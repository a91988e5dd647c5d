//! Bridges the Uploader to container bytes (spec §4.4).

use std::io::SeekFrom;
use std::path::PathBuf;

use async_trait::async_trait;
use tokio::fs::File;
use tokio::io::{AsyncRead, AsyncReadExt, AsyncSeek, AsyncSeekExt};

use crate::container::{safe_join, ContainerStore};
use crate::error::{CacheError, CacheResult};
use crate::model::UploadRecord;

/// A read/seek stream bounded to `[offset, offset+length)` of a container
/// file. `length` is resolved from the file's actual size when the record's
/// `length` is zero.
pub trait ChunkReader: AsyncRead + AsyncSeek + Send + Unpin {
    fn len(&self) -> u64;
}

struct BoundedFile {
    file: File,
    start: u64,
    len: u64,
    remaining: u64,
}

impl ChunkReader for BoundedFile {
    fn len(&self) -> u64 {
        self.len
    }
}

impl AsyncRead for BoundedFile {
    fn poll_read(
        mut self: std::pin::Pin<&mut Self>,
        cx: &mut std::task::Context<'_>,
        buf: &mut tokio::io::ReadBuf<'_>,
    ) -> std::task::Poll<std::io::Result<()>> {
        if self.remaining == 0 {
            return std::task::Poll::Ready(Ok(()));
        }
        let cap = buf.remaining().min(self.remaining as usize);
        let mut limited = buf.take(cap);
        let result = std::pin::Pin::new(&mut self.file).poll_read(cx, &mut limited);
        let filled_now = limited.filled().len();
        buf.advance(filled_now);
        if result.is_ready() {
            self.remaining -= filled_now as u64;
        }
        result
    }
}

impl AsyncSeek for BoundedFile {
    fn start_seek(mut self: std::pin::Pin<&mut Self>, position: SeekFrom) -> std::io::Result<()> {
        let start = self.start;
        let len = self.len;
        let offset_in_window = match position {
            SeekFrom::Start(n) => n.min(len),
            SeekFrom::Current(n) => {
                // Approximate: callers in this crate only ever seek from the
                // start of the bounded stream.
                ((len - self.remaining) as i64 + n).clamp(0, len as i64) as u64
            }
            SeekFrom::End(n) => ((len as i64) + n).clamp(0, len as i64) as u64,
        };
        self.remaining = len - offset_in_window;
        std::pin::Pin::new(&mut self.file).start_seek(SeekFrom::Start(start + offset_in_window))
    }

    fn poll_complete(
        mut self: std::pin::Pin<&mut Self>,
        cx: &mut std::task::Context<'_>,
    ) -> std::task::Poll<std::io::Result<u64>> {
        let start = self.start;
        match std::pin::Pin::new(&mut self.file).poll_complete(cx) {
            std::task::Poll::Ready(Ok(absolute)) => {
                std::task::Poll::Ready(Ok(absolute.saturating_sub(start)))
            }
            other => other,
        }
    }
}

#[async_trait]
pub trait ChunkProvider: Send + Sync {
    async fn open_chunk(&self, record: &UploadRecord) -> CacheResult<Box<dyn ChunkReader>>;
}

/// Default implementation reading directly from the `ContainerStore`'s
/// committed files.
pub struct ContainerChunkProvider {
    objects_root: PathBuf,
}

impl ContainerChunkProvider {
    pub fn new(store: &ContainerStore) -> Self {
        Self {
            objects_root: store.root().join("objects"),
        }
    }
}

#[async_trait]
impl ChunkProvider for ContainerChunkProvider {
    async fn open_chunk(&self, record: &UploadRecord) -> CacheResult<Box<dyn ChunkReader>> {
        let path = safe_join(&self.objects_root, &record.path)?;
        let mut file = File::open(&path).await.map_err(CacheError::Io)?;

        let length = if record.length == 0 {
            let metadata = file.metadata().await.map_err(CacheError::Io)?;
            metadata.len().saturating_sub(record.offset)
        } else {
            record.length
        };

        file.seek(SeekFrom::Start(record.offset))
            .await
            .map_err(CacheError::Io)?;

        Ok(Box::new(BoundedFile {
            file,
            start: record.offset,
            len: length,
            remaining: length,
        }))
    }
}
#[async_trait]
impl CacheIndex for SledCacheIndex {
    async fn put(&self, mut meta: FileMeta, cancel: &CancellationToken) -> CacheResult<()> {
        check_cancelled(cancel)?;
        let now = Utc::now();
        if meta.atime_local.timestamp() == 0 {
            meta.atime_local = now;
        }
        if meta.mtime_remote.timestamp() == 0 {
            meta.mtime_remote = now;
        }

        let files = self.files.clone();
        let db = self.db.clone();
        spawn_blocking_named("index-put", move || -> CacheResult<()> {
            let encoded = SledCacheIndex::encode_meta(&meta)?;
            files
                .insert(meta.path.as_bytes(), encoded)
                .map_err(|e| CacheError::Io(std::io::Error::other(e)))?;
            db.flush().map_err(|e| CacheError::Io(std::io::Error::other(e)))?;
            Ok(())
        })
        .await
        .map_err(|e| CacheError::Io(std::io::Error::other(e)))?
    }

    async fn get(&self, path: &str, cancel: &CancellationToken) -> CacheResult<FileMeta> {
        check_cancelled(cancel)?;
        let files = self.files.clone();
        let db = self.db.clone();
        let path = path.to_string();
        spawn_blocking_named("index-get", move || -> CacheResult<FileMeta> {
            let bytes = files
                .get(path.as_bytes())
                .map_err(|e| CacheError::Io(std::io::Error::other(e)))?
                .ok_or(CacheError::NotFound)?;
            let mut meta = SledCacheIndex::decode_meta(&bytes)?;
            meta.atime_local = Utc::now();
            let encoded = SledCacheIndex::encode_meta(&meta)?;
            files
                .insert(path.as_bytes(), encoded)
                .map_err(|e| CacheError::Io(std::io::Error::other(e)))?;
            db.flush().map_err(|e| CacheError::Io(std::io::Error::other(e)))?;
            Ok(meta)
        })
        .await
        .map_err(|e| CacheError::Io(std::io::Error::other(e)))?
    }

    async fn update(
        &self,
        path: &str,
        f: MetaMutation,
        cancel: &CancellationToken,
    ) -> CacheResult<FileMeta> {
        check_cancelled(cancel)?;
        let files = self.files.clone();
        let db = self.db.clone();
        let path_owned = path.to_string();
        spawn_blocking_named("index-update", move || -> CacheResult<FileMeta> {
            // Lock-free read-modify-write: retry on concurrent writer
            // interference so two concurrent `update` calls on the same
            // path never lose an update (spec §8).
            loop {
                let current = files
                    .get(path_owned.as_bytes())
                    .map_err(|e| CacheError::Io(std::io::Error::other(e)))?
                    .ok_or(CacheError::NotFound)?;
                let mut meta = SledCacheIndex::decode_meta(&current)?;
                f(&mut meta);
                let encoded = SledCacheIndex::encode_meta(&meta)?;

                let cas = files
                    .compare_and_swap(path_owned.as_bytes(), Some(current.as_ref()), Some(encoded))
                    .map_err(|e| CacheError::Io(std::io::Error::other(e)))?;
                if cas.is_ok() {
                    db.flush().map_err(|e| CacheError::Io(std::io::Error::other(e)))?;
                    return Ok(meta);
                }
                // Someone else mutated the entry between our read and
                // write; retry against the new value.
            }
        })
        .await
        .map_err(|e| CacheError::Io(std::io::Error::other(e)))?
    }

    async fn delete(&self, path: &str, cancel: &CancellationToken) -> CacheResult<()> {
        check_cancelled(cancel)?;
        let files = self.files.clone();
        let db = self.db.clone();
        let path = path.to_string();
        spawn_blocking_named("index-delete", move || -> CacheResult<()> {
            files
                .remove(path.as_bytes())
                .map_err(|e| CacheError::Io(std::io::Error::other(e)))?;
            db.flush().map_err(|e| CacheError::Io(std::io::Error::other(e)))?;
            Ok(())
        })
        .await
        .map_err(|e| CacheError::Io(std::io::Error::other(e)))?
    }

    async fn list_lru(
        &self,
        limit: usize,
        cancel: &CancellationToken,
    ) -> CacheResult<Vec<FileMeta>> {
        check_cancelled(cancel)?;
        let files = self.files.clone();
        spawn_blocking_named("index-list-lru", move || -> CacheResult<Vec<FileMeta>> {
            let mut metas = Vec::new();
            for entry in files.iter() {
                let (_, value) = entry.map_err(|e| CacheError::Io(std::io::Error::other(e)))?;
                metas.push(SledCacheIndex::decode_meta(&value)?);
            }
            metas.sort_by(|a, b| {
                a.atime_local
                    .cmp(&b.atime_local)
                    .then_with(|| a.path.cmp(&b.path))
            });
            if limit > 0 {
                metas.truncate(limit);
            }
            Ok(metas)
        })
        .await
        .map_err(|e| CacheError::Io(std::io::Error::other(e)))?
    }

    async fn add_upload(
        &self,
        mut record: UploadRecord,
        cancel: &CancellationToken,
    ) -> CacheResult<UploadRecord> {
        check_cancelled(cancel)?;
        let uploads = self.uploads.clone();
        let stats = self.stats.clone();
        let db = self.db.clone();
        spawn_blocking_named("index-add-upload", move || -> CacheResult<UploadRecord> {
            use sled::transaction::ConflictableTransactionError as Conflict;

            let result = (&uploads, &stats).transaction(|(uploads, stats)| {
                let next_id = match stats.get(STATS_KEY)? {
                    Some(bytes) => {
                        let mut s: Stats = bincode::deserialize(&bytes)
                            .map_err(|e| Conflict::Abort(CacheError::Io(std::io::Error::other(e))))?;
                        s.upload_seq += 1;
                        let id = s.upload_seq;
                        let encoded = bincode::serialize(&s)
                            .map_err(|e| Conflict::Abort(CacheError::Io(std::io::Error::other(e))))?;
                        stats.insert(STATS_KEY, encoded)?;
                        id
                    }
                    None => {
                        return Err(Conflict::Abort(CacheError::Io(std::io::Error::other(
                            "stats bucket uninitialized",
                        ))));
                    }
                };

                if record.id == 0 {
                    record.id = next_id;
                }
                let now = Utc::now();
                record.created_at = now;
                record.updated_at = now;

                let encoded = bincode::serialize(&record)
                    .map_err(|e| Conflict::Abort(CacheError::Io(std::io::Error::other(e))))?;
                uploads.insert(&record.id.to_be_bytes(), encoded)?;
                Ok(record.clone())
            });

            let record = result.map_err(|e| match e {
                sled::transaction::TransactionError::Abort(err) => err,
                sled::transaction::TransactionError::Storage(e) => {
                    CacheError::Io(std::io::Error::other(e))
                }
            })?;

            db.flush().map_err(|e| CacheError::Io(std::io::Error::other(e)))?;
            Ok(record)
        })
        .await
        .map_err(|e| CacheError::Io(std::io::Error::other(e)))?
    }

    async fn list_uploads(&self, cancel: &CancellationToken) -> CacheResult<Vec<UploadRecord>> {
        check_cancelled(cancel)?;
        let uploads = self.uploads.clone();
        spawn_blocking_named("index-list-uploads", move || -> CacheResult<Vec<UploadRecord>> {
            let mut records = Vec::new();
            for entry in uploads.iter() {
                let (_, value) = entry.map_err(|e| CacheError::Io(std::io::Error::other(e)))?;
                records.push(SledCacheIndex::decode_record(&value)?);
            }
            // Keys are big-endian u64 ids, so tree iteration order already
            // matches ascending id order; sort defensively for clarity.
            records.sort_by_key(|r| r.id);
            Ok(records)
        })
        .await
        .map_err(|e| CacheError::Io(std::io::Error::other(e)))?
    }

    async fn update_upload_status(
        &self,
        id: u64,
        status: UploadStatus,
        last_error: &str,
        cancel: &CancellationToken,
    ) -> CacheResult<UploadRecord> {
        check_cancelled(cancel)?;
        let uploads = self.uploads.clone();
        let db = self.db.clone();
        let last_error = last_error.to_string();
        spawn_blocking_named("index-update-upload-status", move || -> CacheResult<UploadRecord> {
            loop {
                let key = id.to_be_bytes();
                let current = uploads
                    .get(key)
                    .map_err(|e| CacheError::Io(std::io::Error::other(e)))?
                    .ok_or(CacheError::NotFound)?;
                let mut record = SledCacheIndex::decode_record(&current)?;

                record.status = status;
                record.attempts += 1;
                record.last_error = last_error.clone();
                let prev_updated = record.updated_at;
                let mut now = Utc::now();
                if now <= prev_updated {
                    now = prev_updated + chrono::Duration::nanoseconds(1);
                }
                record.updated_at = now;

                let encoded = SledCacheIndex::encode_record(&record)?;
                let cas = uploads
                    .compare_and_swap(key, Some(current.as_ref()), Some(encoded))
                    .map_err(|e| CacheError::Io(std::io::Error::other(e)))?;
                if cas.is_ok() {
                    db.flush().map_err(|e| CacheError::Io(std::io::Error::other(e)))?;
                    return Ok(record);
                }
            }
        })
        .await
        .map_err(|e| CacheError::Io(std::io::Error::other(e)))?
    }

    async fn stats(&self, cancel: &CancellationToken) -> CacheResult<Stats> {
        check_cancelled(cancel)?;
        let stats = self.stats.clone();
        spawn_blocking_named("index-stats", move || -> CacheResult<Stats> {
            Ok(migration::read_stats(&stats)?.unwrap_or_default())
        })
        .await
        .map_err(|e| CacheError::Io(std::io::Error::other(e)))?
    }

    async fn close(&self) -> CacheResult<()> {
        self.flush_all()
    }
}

Task to complete:
Quote the data above from the line containing "match std::pin::Pin::new(&mut self.file).poll_complete(cx)" to the line containing "impl ChunkProvider for", inclusive, and stop.

Task answer:
        match std::pin::Pin::new(&mut self.file).poll_complete(cx) {
            std::task::Poll::Ready(Ok(absolute)) => {
                std::task::Poll::Ready(Ok(absolute.saturating_sub(start)))
            }
            other => other,
        }
    }
}

#[async_trait]
pub trait ChunkProvider: Send + Sync {
    async fn open_chunk(&self, record: &UploadRecord) -> CacheResult<Box<dyn ChunkReader>>;
}

/// Default implementation reading directly from the `ContainerStore`'s
/// committed files.
pub struct ContainerChunkProvider {
    objects_root: PathBuf,
}

impl ContainerChunkProvider {
    pub fn new(store: &ContainerStore) -> Self {
        Self {
            objects_root: store.root().join("objects"),
        }
    }
}

#[async_trait]
impl ChunkProvider for ContainerChunkProvider {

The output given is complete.